## What you are asked to do
From the entries below, list each line with "peek".

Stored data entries
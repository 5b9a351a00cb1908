use super::{
    ExprError, MAX_DEPTH, Scope,
    ast::{BinaryOp, Function, Node, UnaryOp, constant},
    lexer::{Spanned, Token},
};

/// Parses a token stream into an expression tree for `scope`.
pub(super) fn parse(tokens: &[Spanned], scope: Scope) -> Result<Node, ExprError> {
    let mut parser = Parser {
        tokens,
        next: 0,
        scope,
        depth: 0,
    };
    let root = parser.conditional()?;
    match parser.peek() {
        None => Ok(root),
        Some(spanned) => Err(unexpected(spanned)),
    }
}

struct Parser<'a> {
    tokens: &'a [Spanned],
    next: usize,
    scope: Scope,
    depth: usize,
}

/// Rejects a freshly built node whose tree is taller than [`MAX_DEPTH`].
///
/// Every composite node passes through here, so the children are already
/// bounded and measuring the height never recurses past the limit.
fn bounded(node: Node) -> Result<Node, ExprError> {
    if node.height() > MAX_DEPTH {
        return Err(ExprError::TooDeep(MAX_DEPTH));
    }
    Ok(node)
}

fn unexpected(spanned: &Spanned) -> ExprError {
    ExprError::UnexpectedToken {
        found: spanned.token.text(),
        pos: spanned.pos,
    }
}

impl<'a> Parser<'a> {
    fn peek(&self) -> Option<&'a Spanned> {
        self.tokens.get(self.next)
    }

    fn advance(&mut self) -> Result<&'a Spanned, ExprError> {
        let spanned = self.tokens.get(self.next).ok_or(ExprError::UnexpectedEnd)?;
        self.next += 1;
        Ok(spanned)
    }

    /// Consumes the next token if it is `token`.
    fn eat(&mut self, token: &Token) -> bool {
        if self.peek().is_some_and(|s| &s.token == token) {
            self.next += 1;
            true
        } else {
            false
        }
    }

    fn expect(&mut self, token: &Token) -> Result<(), ExprError> {
        let spanned = self.advance()?;
        if &spanned.token == token {
            Ok(())
        } else {
            Err(unexpected(spanned))
        }
    }

    /// Runs `parse` one nesting level deeper.
    fn nested<T>(
        &mut self,
        parse: impl FnOnce(&mut Self) -> Result<T, ExprError>,
    ) -> Result<T, ExprError> {
        if self.depth >= MAX_DEPTH {
            return Err(ExprError::TooDeep(MAX_DEPTH));
        }
        self.depth += 1;
        let result = parse(self);
        self.depth -= 1;
        result
    }

    fn conditional(&mut self) -> Result<Node, ExprError> {
        self.nested(|p| {
            let cond = p.or()?;
            if !p.eat(&Token::Question) {
                return Ok(cond);
            }
            let then = p.conditional()?;
            p.expect(&Token::Colon)?;
            let otherwise = p.conditional()?;
            bounded(Node::Conditional(
                Box::new(cond),
                Box::new(then),
                Box::new(otherwise),
            ))
        })
    }

    fn or(&mut self) -> Result<Node, ExprError> {
        let mut lhs = self.and()?;
        while self.eat(&Token::Or) {
            let rhs = self.and()?;
            lhs = bounded(Node::Or(Box::new(lhs), Box::new(rhs)))?;
        }
        Ok(lhs)
    }

    fn and(&mut self) -> Result<Node, ExprError> {
        let mut lhs = self.equality()?;
        while self.eat(&Token::And) {
            let rhs = self.equality()?;
            lhs = bounded(Node::And(Box::new(lhs), Box::new(rhs)))?;
        }
        Ok(lhs)
    }

    /// Parses a left-associative chain of `operand` joined by `ops`.
    fn chain(
        &mut self,
        ops: &[(Token, BinaryOp)],
        operand: fn(&mut Self) -> Result<Node, ExprError>,
    ) -> Result<Node, ExprError> {
        let mut lhs = operand(self)?;
        loop {
            let Some(op) = self
                .peek()
                .and_then(|s| ops.iter().find(|(token, _)| *token == s.token))
                .map(|(_, op)| *op)
            else {
                return Ok(lhs);
            };
            self.next += 1;
            let rhs = operand(self)?;
            lhs = bounded(Node::Binary(op, Box::new(lhs), Box::new(rhs)))?;
        }
    }

    fn equality(&mut self) -> Result<Node, ExprError> {
        self.chain(
            &[(Token::Eq, BinaryOp::Eq), (Token::Ne, BinaryOp::Ne)],
            Self::relational,
        )
    }

    fn relational(&mut self) -> Result<Node, ExprError> {
        self.chain(
            &[
                (Token::Lt, BinaryOp::Lt),
                (Token::Le, BinaryOp::Le),
                (Token::Gt, BinaryOp::Gt),
                (Token::Ge, BinaryOp::Ge),
            ],
            Self::additive,
        )
    }

    fn additive(&mut self) -> Result<Node, ExprError> {
        self.chain(
            &[(Token::Plus, BinaryOp::Add), (Token::Minus, BinaryOp::Sub)],
            Self::multiplicative,
        )
    }

    fn multiplicative(&mut self) -> Result<Node, ExprError> {
        self.chain(
            &[
                (Token::Star, BinaryOp::Mul),
                (Token::Slash, BinaryOp::Div),
                (Token::Percent, BinaryOp::Rem),
            ],
            Self::unary,
        )
    }

    fn unary(&mut self) -> Result<Node, ExprError> {
        let op = match self.peek().map(|s| &s.token) {
            Some(Token::Minus) => UnaryOp::Neg,
            Some(Token::Plus) => UnaryOp::Plus,
            Some(Token::Bang) => UnaryOp::Not,
            _ => return self.power(),
        };
        self.next += 1;
        self.nested(|p| {
            let operand = p.unary()?;
            bounded(Node::Unary(op, Box::new(operand)))
        })
    }

    /// Parses `base ** exponent`, where the exponent may carry a sign and
    /// binds to the right.
    fn power(&mut self) -> Result<Node, ExprError> {
        let base = self.primary()?;
        if !self.eat(&Token::Power) {
            return Ok(base);
        }
        let exponent = self.nested(Self::unary)?;
        bounded(Node::Binary(
            BinaryOp::Pow,
            Box::new(base),
            Box::new(exponent),
        ))
    }

    fn primary(&mut self) -> Result<Node, ExprError> {
        let spanned = self.advance()?;
        let pos = spanned.pos;
        match &spanned.token {
            Token::Number(value) => Ok(Node::Number(*value)),
            Token::LParen => self.group(&Token::RParen),
            Token::LBracket => self.group(&Token::RBracket),
            Token::Ident(name) => {
                if self.eat(&Token::LParen) {
                    self.call(name, pos)
                } else {
                    self.variable(name, pos)
                }
            }
            _ => Err(unexpected(spanned)),
        }
    }

    /// Resolves a bare identifier to a variable slot or a constant.
    fn variable(&self, name: &str, pos: usize) -> Result<Node, ExprError> {
        self.scope
            .slot(name)
            .map(Node::Variable)
            .or_else(|| constant(name).map(Node::Number))
            .ok_or_else(|| ExprError::UnknownVariable {
                name: name.to_owned(),
                pos,
            })
    }

    fn group(&mut self, close: &Token) -> Result<Node, ExprError> {
        let inner = self.conditional()?;
        self.expect(close)?;
        Ok(inner)
    }

    /// Parses a call's arguments; the opening parenthesis is already consumed.
    fn call(&mut self, name: &str, pos: usize) -> Result<Node, ExprError> {
        let function = Function::lookup(name).ok_or_else(|| ExprError::UnknownFunction {
            name: name.to_owned(),
            pos,
        })?;

        let mut args = Vec::new();
        if !self.eat(&Token::RParen) {
            loop {
                args.push(self.conditional()?);
                if self.eat(&Token::RParen) {
                    break;
                }
                self.expect(&Token::Comma)?;
            }
        }

        let arity = function.arity();
        if !arity.accepts(args.len()) {
            return Err(ExprError::Arity {
                name: name.to_owned(),
                expected: arity.describe(),
                found: args.len(),
            });
        }

        bounded(Node::Call(function, args))
    }
}

#[cfg(test)]
mod tests {
    use super::*;

    use approx::assert_relative_eq;

    use crate::expr::lexer::tokenize;

    fn parse_rhs(source: &str) -> Result<Node, ExprError> {
        parse(&tokenize(source)?, Scope::Rhs)
    }

    fn eval(source: &str, t: f64, y: f64) -> f64 {
        parse_rhs(source)
            .expect("should parse")
            .eval(&[t, y, 0.0])
    }

    #[test]
    fn precedence() {
        assert_eq!(eval("1 + 2 * 3", 0.0, 0.0), 7.0);
        assert_eq!(eval("(1 + 2) * 3", 0.0, 0.0), 9.0);
        assert_eq!(eval("[1 + 2] * 3", 0.0, 0.0), 9.0);
        assert_eq!(eval("10 - 4 - 3", 0.0, 0.0), 3.0);
        assert_eq!(eval("7 % 4 * 2", 0.0, 0.0), 6.0);
        assert_eq!(eval("1 + 2 < 4", 0.0, 0.0), 1.0);
        assert_eq!(eval("1 < 2 == 1", 0.0, 0.0), 1.0);
    }

    #[test]
    fn power_binds_right_and_tighter_than_negation() {
        assert_eq!(eval("2^3^2", 0.0, 0.0), 512.0);
        assert_eq!(eval("-y^2", 0.0, 3.0), -9.0);
        assert_eq!(eval("2^-1", 0.0, 0.0), 0.5);
        assert_eq!(eval("(-2)**2", 0.0, 0.0), 4.0);
    }

    #[test]
    fn conditional_and_logic() {
        assert_eq!(eval("t > 1 ? y : -y", 2.0, 5.0), 5.0);
        assert_eq!(eval("t > 1 ? y : -y", 0.0, 5.0), -5.0);
        assert_eq!(eval("t > 0 && y > 0", 1.0, 1.0), 1.0);
        assert_eq!(eval("t > 0 || y > 0", -1.0, -1.0), 0.0);
        assert_eq!(eval("!t", 0.0, 0.0), 1.0);
        assert_eq!(eval("t < 1 ? 0 : t < 2 ? 1 : 2", 1.5, 0.0), 1.0);
    }

    #[test]
    fn functions_and_constants() {
        assert_relative_eq!(eval("cos(t) - y", 0.0, 0.25), 0.75);
        assert_relative_eq!(eval("sin(pi / 2)", 0.0, 0.0), 1.0);
        assert_relative_eq!(eval("max(t, y, 3)", 1.0, 2.0), 3.0);
        assert_relative_eq!(eval("atan2(1, 1) * 4", 0.0, 0.0), std::f64::consts::PI);
        assert_relative_eq!(eval("log(E)", 0.0, 0.0), 1.0);
    }

    #[test]
    fn unknown_names() {
        assert_eq!(
            parse_rhs("x + 1"),
            Err(ExprError::UnknownVariable {
                name: "x".into(),
                pos: 0
            })
        );
        assert_eq!(
            parse_rhs("y + alert(1)"),
            Err(ExprError::UnknownFunction {
                name: "alert".into(),
                pos: 4
            })
        );
        // A variable is not callable.
        assert!(matches!(parse_rhs("y(2)"), Err(ExprError::UnknownFunction { .. })));
    }

    #[test]
    fn arity_is_checked() {
        assert_eq!(
            parse_rhs("sin(t, y)"),
            Err(ExprError::Arity {
                name: "sin".into(),
                expected: "1",
                found: 2
            })
        );
        assert!(matches!(parse_rhs("pow(2)"), Err(ExprError::Arity { .. })));
        assert!(matches!(parse_rhs("max()"), Err(ExprError::Arity { .. })));
    }

    #[test]
    fn malformed_input() {
        assert_eq!(parse_rhs("t +"), Err(ExprError::UnexpectedEnd));
        assert_eq!(parse_rhs("(t"), Err(ExprError::UnexpectedEnd));
        assert!(matches!(
            parse_rhs("t y"),
            Err(ExprError::UnexpectedToken { pos: 2, .. })
        ));
        assert!(matches!(parse_rhs("(t]"), Err(ExprError::UnexpectedToken { .. })));
        assert!(matches!(parse_rhs("t ? y"), Err(ExprError::UnexpectedEnd)));
        assert!(matches!(parse_rhs(")"), Err(ExprError::UnexpectedToken { .. })));
    }

    #[test]
    fn nesting_is_bounded() {
        let shallow = format!("{}y{}", "(".repeat(20), ")".repeat(20));
        assert!(parse_rhs(&shallow).is_ok());

        let deep = format!("{}y{}", "(".repeat(200), ")".repeat(200));
        assert_eq!(parse_rhs(&deep), Err(ExprError::TooDeep(MAX_DEPTH)));

        let negations = format!("{}y", "-".repeat(200));
        assert_eq!(parse_rhs(&negations), Err(ExprError::TooDeep(MAX_DEPTH)));
    }

    #[test]
    fn long_operator_chains_are_bounded() {
        let short = format!("y{}", "+y".repeat(MAX_DEPTH - 1));
        assert!(parse_rhs(&short).is_ok());

        for op in ["+", "*", "<", "==", "&&", "||"] {
            let long = format!("y{}", format!("{op}y").repeat(5000));
            assert_eq!(
                parse_rhs(&long),
                Err(ExprError::TooDeep(MAX_DEPTH)),
                "chain of {op}"
            );
        }
    }

    #[test]
    fn chains_count_toward_the_depth_of_enclosing_groups() {
        let chain = format!("y{}", "+y".repeat(MAX_DEPTH - 1));
        let wrapped = format!("{chain} + ({chain})");
        assert_eq!(parse_rhs(&wrapped), Err(ExprError::TooDeep(MAX_DEPTH)));

        // Forty groups stay within the parser's nesting limit, but every group
        // is the left operand of two more links.
        let stacked = format!("{}y{}", "(".repeat(40), ")+y+y".repeat(40));
        assert_eq!(parse_rhs(&stacked), Err(ExprError::TooDeep(MAX_DEPTH)));

        let shallow = format!("{}y{}", "(".repeat(10), ")+y+y".repeat(10));
        assert!(parse_rhs(&shallow).is_ok());
    }
}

## Result for this exercise
    match parser.peek() {
    fn peek(&self) -> Option<&'a Spanned> {
        if self.peek().is_some_and(|s| &s.token == token) {
                .peek()
        let op = match self.peek().map(|s| &s.token) {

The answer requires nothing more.